胰腺癌(Pancreatic adenocarcinoma,PAAD)是一种恶性程度很高、诊断和治疗都很困难的消化道恶性肿瘤,约90%为起源于腺管上皮的导管腺癌。目前胰腺癌的病因尚不十分清楚,其发生与吸烟、饮酒、高脂肪和高蛋白饮食、过量饮用咖啡、环境污染及遗传因素有关;近年来的调查报告发现糖尿病人群中胰腺癌的发病率明显高于普通人群;也有人注意到慢性胰腺炎病人与胰腺癌的发病存在一定关系,发现慢性胰腺炎病人发生胰腺癌的比例明显增。近年来,胰腺癌的发病率明显升高,30年代以来,美、英、日等国PCA发病率增加了2~4倍。

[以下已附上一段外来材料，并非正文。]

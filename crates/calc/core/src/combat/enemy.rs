//! Enemy-facing damage.

use crate::data::{DamageTable, DamageType};
use crate::round::ceil;
use crate::weapon::ArResult;

// ============================================================================
// Defense Reduction
// ============================================================================

/// Defense multiplier `m(r)` for one damage type, `r = attack / defense`.
///
/// # Formula
///
/// ```text
/// r < 0.125        0.1
/// 0.125 ≤ r < 1    0.1 + (r - 0.125)² / 2.552
/// 1 ≤ r < 2.5      0.7 - (2.5 - r)² / 7.5
/// 2.5 ≤ r < 8      0.9 - (8 - r)² / 151.25
/// r ≥ 8            0.9
/// ```
///
/// Zero attack gives zero; zero (or negative) defense gives the 0.9 ceiling.
pub fn calculate_defense_reduction(attack: f64, defense: f64) -> f64 {
    if attack <= 0.0 {
        return 0.0;
    }
    if defense <= 0.0 {
        return 0.9;
    }
    defense_multiplier(attack / defense)
}

/// `m(r)` itself, without the zero guards.
pub fn defense_multiplier(ratio: f64) -> f64 {
    if ratio < 0.125 {
        0.1
    } else if ratio < 1.0 {
        0.1 + (ratio - 0.125).powi(2) / 2.552
    } else if ratio < 2.5 {
        0.7 - (2.5 - ratio).powi(2) / 7.5
    } else if ratio < 8.0 {
        0.9 - (8.0 - ratio).powi(2) / 151.25
    } else {
        0.9
    }
}

/// `damage × (1 - negation / 100)`; negative negation increases damage.
pub fn apply_negation(damage: f64, negation_percent: f64) -> f64 {
    damage * (1.0 - negation_percent / 100.0)
}

/// Damage of one type: `attack = ar × mv / 100`, then defense, then negation.
pub fn calculate_single_type_damage(
    ar: f64,
    motion_value: f64,
    defense: f64,
    negation_percent: f64,
) -> f64 {
    let attack = ar * motion_value / 100.0;
    let reduced = attack * calculate_defense_reduction(attack, defense);
    apply_negation(reduced, negation_percent)
}

// ============================================================================
// Full Hit
// ============================================================================

/// Attacker AR and target defenses, per damage type.
#[derive(Clone, Debug, PartialEq)]
#[cfg_attr(feature = "serde", derive(serde::Serialize, serde::Deserialize))]
pub struct EnemyDamageInput {
    pub attack: DamageTable<f64>,
    /// Motion value in percent (100 = plain AR).
    pub motion_value: f64,
    pub defense: DamageTable<f64>,
    pub negation: DamageTable<f64>,
}

impl EnemyDamageInput {
    /// Single-type shorthand: physical only.
    pub fn physical(ar: f64, motion_value: f64, defense: f64, negation: f64) -> Self {
        let mut input = Self {
            attack: DamageTable::default(),
            motion_value,
            defense: DamageTable::default(),
            negation: DamageTable::default(),
        };
        input.attack[DamageType::Physical] = ar;
        input.defense[DamageType::Physical] = defense;
        input.negation[DamageType::Physical] = negation;
        input
    }

    /// Attack taken from the displayed (rounded) AR of every damage type.
    pub fn from_ar(
        ar: &ArResult,
        motion_value: f64,
        defense: DamageTable<f64>,
        negation: DamageTable<f64>,
    ) -> Self {
        Self {
            attack: ar
                .damage
                .map(|_, channel| channel.as_ref().map_or(0.0, |c| c.rounded as f64)),
            motion_value,
            defense,
            negation,
        }
    }
}

#[derive(Clone, Debug, PartialEq)]
#[cfg_attr(feature = "serde", derive(serde::Serialize, serde::Deserialize))]
pub struct EnemyDamageResult {
    pub total: f64,
    /// Ceiling of `total`, as displayed.
    pub rounded: i64,
    pub by_type: DamageTable<f64>,
}

/// Damage dealt to a target; every type is reduced independently.
pub fn calculate_enemy_damage(input: &EnemyDamageInput) -> EnemyDamageResult {
    let by_type = DamageTable::from_fn(|t| {
        calculate_single_type_damage(
            input.attack[t],
            input.motion_value,
            input.defense[t],
            input.negation[t],
        )
    });
    let total = by_type.sum();
    EnemyDamageResult {
        total,
        rounded: ceil(total),
        by_type,
    }
}

#[cfg(test)]
mod tests {
    use super::*;

    #[test]
    fn ceiling_not_floor() {
        let result = calculate_enemy_damage(&EnemyDamageInput::physical(294.0, 100.0, 117.0, 0.0));
        assert!((result.total - 206.074).abs() < 1e-3);
        assert_eq!(result.rounded, 207);
    }

    #[test]
    fn two_handed_lordsworn_against_117() {
        let result = calculate_enemy_damage(&EnemyDamageInput::physical(327.0, 100.0, 117.0, 0.0));
        // r = 2.7949, m = 0.9 - (8 - r)² / 151.25
        let r: f64 = 327.0 / 117.0;
        let expected = 327.0 * (0.9 - (8.0 - r).powi(2) / 151.25);
        assert!((result.total - expected).abs() < 1e-9);
        assert!((result.total - 235.7246).abs() < 1e-4);
        assert_eq!(result.rounded, 236);
    }

    #[test]
    fn two_handed_lordsworn_end_to_end() {
        use crate::data::Affinity;
        use crate::fixtures;
        use crate::stats::PlayerStats;
        use crate::weapon::{ArOptions, calculate_ar};

        let data = fixtures::weapon_data();
        // 18 Strength two-handed is 27 effective
        let stats = PlayerStats::new(18, 56, 10, 10, 10);
        let ar = calculate_ar(&data, fixtures::LORDSWORN, Affinity::Standard, 19, &stats, ArOptions::two_handed())
            .unwrap();
        assert_eq!(ar.effective_stats.str, 27);
        assert_eq!(ar.rounded, 327);

        let mut defense = DamageTable::default();
        defense[DamageType::Physical] = 117.0;
        let result = calculate_enemy_damage(&EnemyDamageInput::from_ar(
            &ar,
            100.0,
            defense,
            DamageTable::default(),
        ));
        let r: f64 = 327.0 / 117.0;
        let expected = 327.0 * (0.9 - (8.0 - r).powi(2) / 151.25);
        assert!((result.total - expected).abs() < 1e-9);
        assert!((result.total - 235.7246).abs() < 1e-4);
        assert_eq!(result.rounded, 236);

        // Unrounded AR lands on the same display value
        let raw = calculate_enemy_damage(&EnemyDamageInput {
            attack: ar.totals(),
            ..EnemyDamageInput::from_ar(&ar, 100.0, defense, DamageTable::default())
        });
        assert!((raw.total - result.total).abs() < 1e-2);
        assert_eq!(raw.rounded, 236);
    }

    #[test]
    fn zero_guards() {
        assert_eq!(calculate_defense_reduction(0.0, 100.0), 0.0);
        assert_eq!(calculate_defense_reduction(-5.0, 0.0), 0.0);
        assert_eq!(calculate_defense_reduction(100.0, 0.0), 0.9);
        assert_eq!(calculate_single_type_damage(0.0, 100.0, 0.0, 0.0), 0.0);
    }

    #[test]
    fn tiers() {
        assert_eq!(defense_multiplier(0.05), 0.1);
        assert_eq!(defense_multiplier(20.0), 0.9);
        // r = 1 is the start of tier 3: 0.7 - 1.5² / 7.5 = 0.4
        assert!((defense_multiplier(1.0) - 0.4).abs() < 1e-12);
    }

    #[test]
    fn negation_and_vulnerability() {
        assert!((apply_negation(200.0, 20.0) - 160.0).abs() < 1e-9);
        assert!((apply_negation(200.0, -10.0) - 220.0).abs() < 1e-9);
    }

    #[test]
    fn types_are_reduced_independently() {
        let mut input = EnemyDamageInput::physical(200.0, 100.0, 100.0, 0.0);
        input.attack[DamageType::Fire] = 100.0;
        input.defense[DamageType::Fire] = 150.0;
        let result = calculate_enemy_damage(&input);

        let physical = calculate_single_type_damage(200.0, 100.0, 100.0, 0.0);
        let fire = calculate_single_type_damage(100.0, 100.0, 150.0, 0.0);
        assert_eq!(result.by_type[DamageType::Physical], physical);
        assert_eq!(result.by_type[DamageType::Fire], fire);
        assert!((result.total - (physical + fire)).abs() < 1e-12);
        // Aggregate ratio would give a different answer
        let aggregate = 300.0 * calculate_defense_reduction(300.0, 250.0);
        assert!((result.total - aggregate).abs() > 1e-6);
    }
}
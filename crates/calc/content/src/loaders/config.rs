//! Calculator configuration loader.

use std::path::Path;

use anyhow::Context;
use calc_core::CalcConfig;

use crate::loaders::{LoadResult, read_file};

/// Loader for calculator configuration from TOML files.
pub struct ConfigLoader;

impl ConfigLoader {
    /// Load config data from a TOML file.
    ///
    /// Missing keys take their defaults:
    ///
    /// ```toml
    /// [optimizer]
    /// epsilon = 0.01
    /// lookahead_points = 2
    /// soft_cap_seeds = [18, 30, 60, 80, 99]
    /// ```
    pub fn load(path: &Path) -> LoadResult<CalcConfig> {
        let content = read_file(path)?;
        Self::parse(&content)
    }

    pub fn parse(content: &str) -> LoadResult<CalcConfig> {
        toml::from_str(content).context("Failed to parse config TOML")
    }
}
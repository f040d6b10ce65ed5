//! Bundle validation.

use anyhow::{Result, bail};
use calc_core::{CalcError, DataError};
use clap::Parser;
use console::style;

use crate::args::DataArgs;

/// Check data bundles for dangling references
#[derive(Parser, Debug)]
pub struct Validate {
    /// Skip the skill bundle
    #[arg(long)]
    weapons_only: bool,

    #[command(flatten)]
    data: DataArgs,
}

impl Validate {
    pub fn execute(self) -> Result<()> {
        let factory = self.data.factory();

        let (weapons, mut findings) = factory.load_weapons()?;
        println!(
            "{} {} weapons, {} curves, {} reinforce tables",
            style("weapons:").bold().cyan(),
            weapons.weapons.len(),
            weapons.curves.len(),
            weapons.reinforce_rates.len()
        );

        if !self.weapons_only {
            let (aow, aow_findings) = factory.load_aow()?;
            println!(
                "{} {} sword arts",
                style("skills:").bold().cyan(),
                aow.sword_arts.len()
            );
            findings.extend(aow_findings);
        }

        if findings.is_empty() {
            println!("{}", style("✓ no dangling references").green().bold());
            return Ok(());
        }

        for finding in &findings {
            print_finding(finding);
        }
        bail!("{} dangling reference(s)", findings.len());
    }
}

fn print_finding(finding: &DataError) {
    println!(
        "  {} {} {}",
        style("✗").red().bold(),
        style(finding.error_code()).dim(),
        finding
    );
}
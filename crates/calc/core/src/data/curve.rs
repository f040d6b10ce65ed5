/// Piecewise growth curve (`CalcCorrectGraph`).
///
/// Five breakpoints of `(stat_level, growth)` and one shaping exponent per
/// segment. Growth values are percentages (`0..=100`, sometimes above).
#[derive(Clone, Debug, PartialEq)]
#[cfg_attr(feature = "serde", derive(serde::Serialize, serde::Deserialize))]
pub struct CurveDefinition {
    pub id: u32,
    pub stat_levels: [f64; 5],
    pub growth: [f64; 5],
    pub exponents: [f64; 4],
}

impl CurveDefinition {
    pub const fn new(id: u32, stat_levels: [f64; 5], growth: [f64; 5], exponents: [f64; 4]) -> Self {
        Self {
            id,
            stat_levels,
            growth,
            exponents,
        }
    }
}
use core::fmt;

use crate::round::round_half_up;

/// A skill number that may not be computable.
///
/// `Unavailable` means the character cannot use the weapon properly
/// (requirements unmet); it is distinct from a computed zero.
#[derive(Clone, Copy, Debug, PartialEq)]
#[cfg_attr(feature = "serde", derive(serde::Serialize, serde::Deserialize))]
#[cfg_attr(feature = "serde", serde(rename_all = "snake_case"))]
pub enum SkillValue {
    Unavailable,
    Value(f64),
}

impl SkillValue {
    pub const ZERO: Self = Self::Value(0.0);

    pub fn value(self) -> Option<f64> {
        match self {
            Self::Value(v) => Some(v),
            Self::Unavailable => None,
        }
    }

    pub fn is_available(self) -> bool {
        matches!(self, Self::Value(_))
    }

    pub fn map(self, f: impl FnOnce(f64) -> f64) -> Self {
        match self {
            Self::Value(v) => Self::Value(f(v)),
            Self::Unavailable => Self::Unavailable,
        }
    }

    /// Display value, rounded half up.
    pub fn rounded(self) -> Option<i64> {
        self.value().map(round_half_up)
    }
}

impl From<f64> for SkillValue {
    fn from(value: f64) -> Self {
        Self::Value(value)
    }
}

impl fmt::Display for SkillValue {
    fn fmt(&self, f: &mut fmt::Formatter<'_>) -> fmt::Result {
        match self.rounded() {
            Some(v) => write!(f, "{v}"),
            None => f.write_str("-"),
        }
    }
}
// ============================================================================
// Weapon bundle
// ============================================================================

/// Weapon bundle covering every branch of the AR engine.
pub fn weapon_data() -> PrecomputedData {
    let mut data = PrecomputedData::new();

    for curve in curves() {
        data.insert_curve(curve);
    }

    data.reinforce_rates
        .insert(REINFORCE_STANDARD, (0..=25).map(standard_level).collect());
    data.reinforce_rates
        .insert(REINFORCE_HEAVY, (0..=25).map(heavy_level).collect());
    data.reinforce_rates
        .insert(REINFORCE_SOMBER, (0..=10).map(somber_level).collect());

    data.insert_sp_effect(SpEffect::new(SP_EFFECT_BLEED).with_buildup(StatusEffect::Bleed, 50.0));

    for weapon in [
        lordsworn(),
        longsword(),
        rivers_of_blood(),
        misericorde(),
        shortbow(),
        caestus(),
        twinned_swords(),
        glintstone_staff(),
        finger_seal(),
    ] {
        data.insert_weapon(weapon);
    }

    data
}

fn curves() -> [CurveDefinition; 4] {
    [
        CurveDefinition::new(
            CURVE_PHYSICAL,
            [1.0, 18.0, 60.0, 80.0, 150.0],
            [0.0, 25.0, 75.0, 90.0, 110.0],
            [1.2, -1.2, 1.0, 1.0],
        ),
        CurveDefinition::new(
            CURVE_ELEMENTAL,
            [1.0, 20.0, 50.0, 80.0, 99.0],
            [0.0, 40.0, 80.0, 95.0, 100.0],
            [1.0; 4],
        ),
        // Flat until 25, so low Arcane adds nothing
        CurveDefinition::new(
            CURVE_STATUS,
            [1.0, 25.0, 45.0, 60.0, 99.0],
            [0.0, 0.0, 75.0, 90.0, 100.0],
            [1.0; 4],
        ),
        CurveDefinition::new(
            CURVE_CATALYST,
            [1.0, 20.0, 50.0, 80.0, 99.0],
            [0.0, 20.0, 80.0, 95.0, 100.0],
            [1.0; 4],
        ),
    ]
}
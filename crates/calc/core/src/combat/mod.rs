//! Combat resolution against a target.
//!
//! Pure functions only; they take numbers the weapon and skill engines
//! produce and never look at the data bundles.
//!
//! # Core Functions
//!
//! - `calculate_defense_reduction`: 5-tier defense curve for one damage type
//! - `calculate_enemy_damage`: per-type reduction, negation, ceiling display
//! - `classify_transition`: true / pseudo / no combo from frame data

pub mod combo;
pub mod enemy;

pub use combo::{
    AttackFrames, ComboKind, ComboPair, PSEUDO_COMBO_WINDOW, classify_transition, pair_attacks,
};
pub use enemy::{
    EnemyDamageInput, EnemyDamageResult, apply_negation, calculate_defense_reduction,
    calculate_enemy_damage, calculate_single_type_damage, defense_multiplier,
};
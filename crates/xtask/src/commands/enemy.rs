//! Enemy-facing damage.

use anyhow::Result;
use calc_core::{DamageType, EnemyDamageInput, calculate_enemy_damage, round::round_to};
use clap::Parser;
use console::style;

use crate::args::{heading, parse_typed_value, print_json, row};

/// Damage dealt to an enemy after defense and negation
#[derive(Parser, Debug)]
pub struct Enemy {
    /// Attack rating per type, e.g. `--ar physical=327 --ar fire=120`
    #[arg(long = "ar", value_name = "TYPE=VALUE", value_parser = parse_typed_value, required = true)]
    attack: Vec<(DamageType, f64)>,

    /// Target defense per type
    #[arg(long, value_name = "TYPE=VALUE", value_parser = parse_typed_value)]
    defense: Vec<(DamageType, f64)>,

    /// Target negation percent per type (negative = weakness)
    #[arg(long, value_name = "TYPE=VALUE", value_parser = parse_typed_value)]
    negation: Vec<(DamageType, f64)>,

    /// Motion value in percent
    #[arg(long, default_value_t = 100.0)]
    mv: f64,

    #[arg(long)]
    json: bool,
}

impl Enemy {
    pub fn execute(self) -> Result<()> {
        let mut input = EnemyDamageInput {
            attack: Default::default(),
            motion_value: self.mv,
            defense: Default::default(),
            negation: Default::default(),
        };
        for (damage_type, value) in self.attack {
            input.attack[damage_type] = value;
        }
        for (damage_type, value) in self.defense {
            input.defense[damage_type] = value;
        }
        for (damage_type, value) in self.negation {
            input.negation[damage_type] = value;
        }

        let result = calculate_enemy_damage(&input);
        if self.json {
            return print_json(&result);
        }

        heading("Enemy damage");
        for (damage_type, damage) in result.by_type.iter() {
            if input.attack[damage_type] > 0.0 {
                row(damage_type.as_ref(), round_to(*damage, 4));
            }
        }
        row("total", round_to(result.total, 4));
        row("displayed", style(result.rounded).bold());
        Ok(())
    }
}
//! Swappable memoisation for curve evaluations.

use std::collections::HashMap;

/// Cache of curve saturations keyed by `(curve_id, level)`.
///
/// Curve evaluation is pure, so any implementation is correct as long as it
/// returns what was stored. Engines own their cache; tests swap in
/// [`NoCurveCache`] to check equivalence with uncached evaluation.
pub trait CurveCache {
    fn get(&self, curve_id: u32, level: i32) -> Option<f64>;
    fn set(&mut self, curve_id: u32, level: i32, saturation: f64);
}

/// Hash-map cache, shared across every call made through one engine.
#[derive(Clone, Debug, Default)]
pub struct MemoCurveCache {
    entries: HashMap<(u32, i32), f64>,
}

impl MemoCurveCache {
    pub fn new() -> Self {
        Self::default()
    }

    pub fn len(&self) -> usize {
        self.entries.len()
    }

    pub fn is_empty(&self) -> bool {
        self.entries.is_empty()
    }

    pub fn clear(&mut self) {
        self.entries.clear();
    }
}

impl CurveCache for MemoCurveCache {
    fn get(&self, curve_id: u32, level: i32) -> Option<f64> {
        self.entries.get(&(curve_id, level)).copied()
    }

    fn set(&mut self, curve_id: u32, level: i32, saturation: f64) {
        self.entries.insert((curve_id, level), saturation);
    }
}

/// Disabled cache: every lookup misses.
#[derive(Clone, Copy, Debug, Default)]
pub struct NoCurveCache;

impl CurveCache for NoCurveCache {
    fn get(&self, _curve_id: u32, _level: i32) -> Option<f64> {
        None
    }

    fn set(&mut self, _curve_id: u32, _level: i32, _saturation: f64) {}
}

#[cfg(test)]
mod tests {
    use super::*;

    #[test]
    fn memo_returns_stored_value() {
        let mut cache = MemoCurveCache::new();
        assert_eq!(cache.get(4, 40), None);
        cache.set(4, 40, 0.6);
        assert_eq!(cache.get(4, 40), Some(0.6));
        assert_eq!(cache.get(4, 41), None);
        assert_eq!(cache.len(), 1);
    }

    #[test]
    fn disabled_cache_never_hits() {
        let mut cache = NoCurveCache;
        cache.set(4, 40, 0.6);
        assert_eq!(cache.get(4, 40), None);
    }
}
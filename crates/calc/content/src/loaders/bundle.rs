//! Weapon and skill bundle loaders.

use std::path::Path;

use anyhow::Context;
use calc_core::{CalcError, DataError, PrecomputedAowData, PrecomputedData};
use serde::Serialize;
use tracing::{info, warn};

use crate::loaders::{BundleFormat, LoadResult, read_file};

/// Loader for the weapon bundle (`weapons.json` / `weapons.ron`).
pub struct WeaponDataLoader;

impl WeaponDataLoader {
    /// Load and validate a weapon bundle.
    ///
    /// Validation findings are logged and returned alongside the bundle.
    pub fn load(path: &Path) -> LoadResult<(PrecomputedData, Vec<DataError>)> {
        let format = BundleFormat::from_path(path)?;
        let data: PrecomputedData = format
            .parse(&read_file(path)?)
            .with_context(|| format!("Invalid weapon bundle {}", path.display()))?;

        let findings = data.validate();
        report(path, &findings);
        info!(
            path = %path.display(),
            weapons = data.weapons.len(),
            curves = data.curves.len(),
            reinforce_tables = data.reinforce_rates.len(),
            "weapon bundle loaded"
        );
        Ok((data, findings))
    }
}

/// Loader for the skill bundle (`aow.json` / `aow.ron`).
pub struct AowDataLoader;

impl AowDataLoader {
    pub fn load(path: &Path) -> LoadResult<(PrecomputedAowData, Vec<DataError>)> {
        let format = BundleFormat::from_path(path)?;
        let data: PrecomputedAowData = format
            .parse(&read_file(path)?)
            .with_context(|| format!("Invalid skill bundle {}", path.display()))?;

        let findings = data.validate();
        report(path, &findings);
        info!(
            path = %path.display(),
            sword_arts = data.sword_arts.len(),
            "skill bundle loaded"
        );
        Ok((data, findings))
    }
}

/// Write any bundle in the format named by the path's extension.
pub fn write_bundle<T: Serialize>(path: &Path, bundle: &T) -> LoadResult<()> {
    let rendered = BundleFormat::from_path(path)?.render(bundle)?;
    std::fs::write(path, rendered)
        .with_context(|| format!("Failed to write bundle {}", path.display()))
}

fn report(path: &Path, findings: &[DataError]) {
    for finding in findings {
        warn!(
            path = %path.display(),
            code = finding.error_code(),
            "{finding}"
        );
    }
}
//! Common error infrastructure for calc-core.
//!
//! Engines fail closed: public entry points return `Option` and the `try_*`
//! twins surface the reason as a typed error. Domain-specific errors
//! ([`LookupError`](crate::data::LookupError), [`DataError`](crate::data::DataError))
//! live beside the data they describe and implement [`CalcError`].

/// Severity level of an error, used for categorization and logging.
///
/// - **Validation**: the caller asked for something the bundle does not contain
/// - **Internal**: the bundle contradicts itself (dangling reference)
#[derive(Clone, Copy, Debug, PartialEq, Eq, Hash)]
#[cfg_attr(feature = "serde", derive(serde::Serialize, serde::Deserialize))]
pub enum ErrorSeverity {
    /// Invalid request against valid data.
    ///
    /// Examples: unknown weapon name, upgrade level above the maximum
    Validation,

    /// Data integrity problem inside the bundle.
    ///
    /// Examples: curve id referenced by a weapon but missing from `curves`
    Internal,
}

impl ErrorSeverity {
    /// Returns a human-readable description of this severity level.
    pub const fn as_str(&self) -> &'static str {
        match self {
            Self::Validation => "validation",
            Self::Internal => "internal",
        }
    }

    /// Returns true if this error indicates broken data rather than a bad request.
    pub const fn is_internal(&self) -> bool {
        matches!(self, Self::Internal)
    }
}

/// Common trait for all calc-core errors.
///
/// # Implementation Guidelines
///
/// - Use `#[derive(thiserror::Error)]` for Display/Error impl
/// - Classify severity by who has to fix it: caller or data build
pub trait CalcError: core::fmt::Display + core::fmt::Debug {
    /// Returns the severity level of this error.
    fn severity(&self) -> ErrorSeverity;

    /// Returns a static string identifier for this error variant.
    ///
    /// Default implementation uses the error type name.
    fn error_code(&self) -> &'static str {
        core::any::type_name::<Self>()
    }
}
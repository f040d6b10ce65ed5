//! Content loaders for reading calculator data from files.

pub mod bundle;
pub mod config;
pub mod factory;

pub use bundle::{AowDataLoader, WeaponDataLoader, write_bundle};
pub use config::ConfigLoader;
pub use factory::ContentFactory;

use std::path::Path;

use anyhow::{Context, bail};
use serde::Serialize;
use serde::de::DeserializeOwned;

/// Common result type for loaders.
pub type LoadResult<T> = anyhow::Result<T>;

/// On-disk encoding of a data bundle, picked by file extension.
#[derive(Clone, Copy, Debug, PartialEq, Eq)]
pub enum BundleFormat {
    Json,
    Ron,
}

impl BundleFormat {
    pub const EXTENSIONS: [(&'static str, Self); 2] = [("json", Self::Json), ("ron", Self::Ron)];

    pub fn from_path(path: &Path) -> LoadResult<Self> {
        let extension = path
            .extension()
            .and_then(|ext| ext.to_str())
            .unwrap_or_default();
        match Self::EXTENSIONS
            .iter()
            .find(|(ext, _)| ext.eq_ignore_ascii_case(extension))
        {
            Some((_, format)) => Ok(*format),
            None => bail!(
                "Unsupported bundle format for {} (expected .json or .ron)",
                path.display()
            ),
        }
    }

    pub(crate) fn parse<T: DeserializeOwned>(self, content: &str) -> LoadResult<T> {
        match self {
            Self::Json => serde_json::from_str(content).context("Failed to parse JSON bundle"),
            Self::Ron => ron::from_str(content).context("Failed to parse RON bundle"),
        }
    }

    pub(crate) fn render<T: Serialize>(self, value: &T) -> LoadResult<String> {
        match self {
            Self::Json => {
                serde_json::to_string_pretty(value).context("Failed to serialize JSON bundle")
            }
            Self::Ron => ron::ser::to_string_pretty(value, ron::ser::PrettyConfig::default())
                .context("Failed to serialize RON bundle"),
        }
    }
}

/// Helper function to read file contents.
pub(crate) fn read_file(path: &Path) -> LoadResult<String> {
    std::fs::read_to_string(path).with_context(|| format!("Failed to read file {}", path.display()))
}
//! Rounding helpers matching the game's display precision.
//!
//! Skill outputs are kept at 3 decimals internally and shown as integers;
//! percentages use 2 decimals, raw multipliers 4. Callers must pick the
//! variant matching the field they fill or results drift from the game.

/// Round half up (toward positive infinity) to `decimals` places.
///
/// `-2.5` rounds to `-2`, `2.5` to `3`. A tiny relative upward nudge absorbs
/// binary representation error so that values such as `1.0005` round the way
/// they read in decimal.
pub fn round_to(value: f64, decimals: i32) -> f64 {
    if !value.is_finite() {
        return value;
    }
    let factor = 10f64.powi(decimals);
    let scaled = value * factor;
    let nudged = scaled + scaled.abs() * f64::EPSILON * 4.0;
    (nudged + 0.5).floor() / factor
}

/// Two decimals, for percentages.
pub fn round2(value: f64) -> f64 {
    round_to(value, 2)
}

/// Three decimals, the internal precision of skill results.
pub fn round3(value: f64) -> f64 {
    round_to(value, 3)
}

/// Four decimals, for raw multipliers.
pub fn round4(value: f64) -> f64 {
    round_to(value, 4)
}

/// Round half up to the nearest integer (display fields).
pub fn round_half_up(value: f64) -> i64 {
    round_to(value, 0) as i64
}

/// Ceiling to an integer (enemy-facing damage display).
pub fn ceil(value: f64) -> i64 {
    value.ceil() as i64
}

#[cfg(test)]
mod tests {
    use super::*;

    #[test]
    fn half_rounds_up() {
        assert_eq!(round_half_up(2.5), 3);
        assert_eq!(round_half_up(2.4999), 2);
        assert_eq!(round_half_up(326.5), 327);
    }

    #[test]
    fn negative_halves_round_toward_positive() {
        assert_eq!(round_half_up(-2.5), -2);
        assert_eq!(round_half_up(-2.5001), -3);
        assert_eq!(round_half_up(-0.4), 0);
        assert_eq!(round2(-0.125), -0.12);
        assert_eq!(round2(-0.2), -0.2);
    }

    #[test]
    fn decimal_variants() {
        assert_eq!(round2(12.345), 12.35);
        assert_eq!(round3(1.0005), 1.001);
        assert_eq!(round4(0.123449), 0.1234);
    }

    #[test]
    fn ceil_is_not_floor() {
        assert_eq!(ceil(206.074), 207);
        assert_eq!(ceil(206.0), 206);
    }
}
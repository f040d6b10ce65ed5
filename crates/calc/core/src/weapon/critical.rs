//! Critical (riposte and backstab) damage.

use crate::data::{ResolvedWeapon, WeaponType};
use crate::round::round_half_up;

use super::attack_rating::ArResult;

/// Critical hit damage derived from an AR result.
#[derive(Clone, Debug, PartialEq)]
#[cfg_attr(feature = "serde", derive(serde::Serialize, serde::Deserialize))]
pub struct CriticalResult {
    pub weapon_type: WeaponType,
    /// `100 + throw_atk_rate`, never below 100.
    pub critical_value: i32,
    /// Weapon-class multiplier.
    pub multiplier: f64,
    pub damage: f64,
    pub rounded: i64,
}

/// Critical value of a weapon.
pub fn critical_value(weapon: &ResolvedWeapon) -> i32 {
    (100 + weapon.throw_atk_rate).max(100)
}

/// Critical damage: `AR × class multiplier × critical value / 100`.
///
/// `None` for classes that cannot crit (bows, crossbows, catalysts, whips).
pub fn calculate_critical(ar: &ArResult, weapon: &ResolvedWeapon) -> Option<CriticalResult> {
    let multiplier = weapon.weapon_type.critical_multiplier()?;
    let critical_value = critical_value(weapon);
    let damage = ar.total * multiplier * f64::from(critical_value) / 100.0;
    Some(CriticalResult {
        weapon_type: weapon.weapon_type,
        critical_value,
        multiplier,
        damage,
        rounded: round_half_up(damage),
    })
}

在胰腺癌的治疗中,早期诊断困难,其起病隐匿,缺乏典型临床症状,且预后极差,胰腺癌侵袭性强,恶性度高,外科手术、化疗及放疗等手段的疗效均不尽人意,其术后1年生存率不到20%,5年生存率仅为4%,早期确诊率低和术后转移是胰腺癌死亡率高的主要原因。
近年来,随着分子生物学技术的发展,在癌症疾病的相关研究中,越来越多的非编码基因或非编码RNA被报道,如lncRNA、micRNA、假基因等。
非编码RNA(ncRNAs)是一类具有重要生物学功能的RNA,参与基因组印记、染色体沉默、染色质修饰、转录激活、转录干扰、核内运输等多种重要的调控过程,在细胞分化和发育、基因转录和翻译、遗传和表观遗传等生命活动中均发挥重要的调控作用。越来越多的权威研究表明l n cR N A在肿瘤的发生发展中起着抑制或促进肿瘤的作用。目前己有较多lncRNAs被证实在包括乳腺癌、黑色素瘤、肝癌、结肠癌、膀胱癌等在内的人类多种肿瘤中存在差异表达并执行重要的调控功能。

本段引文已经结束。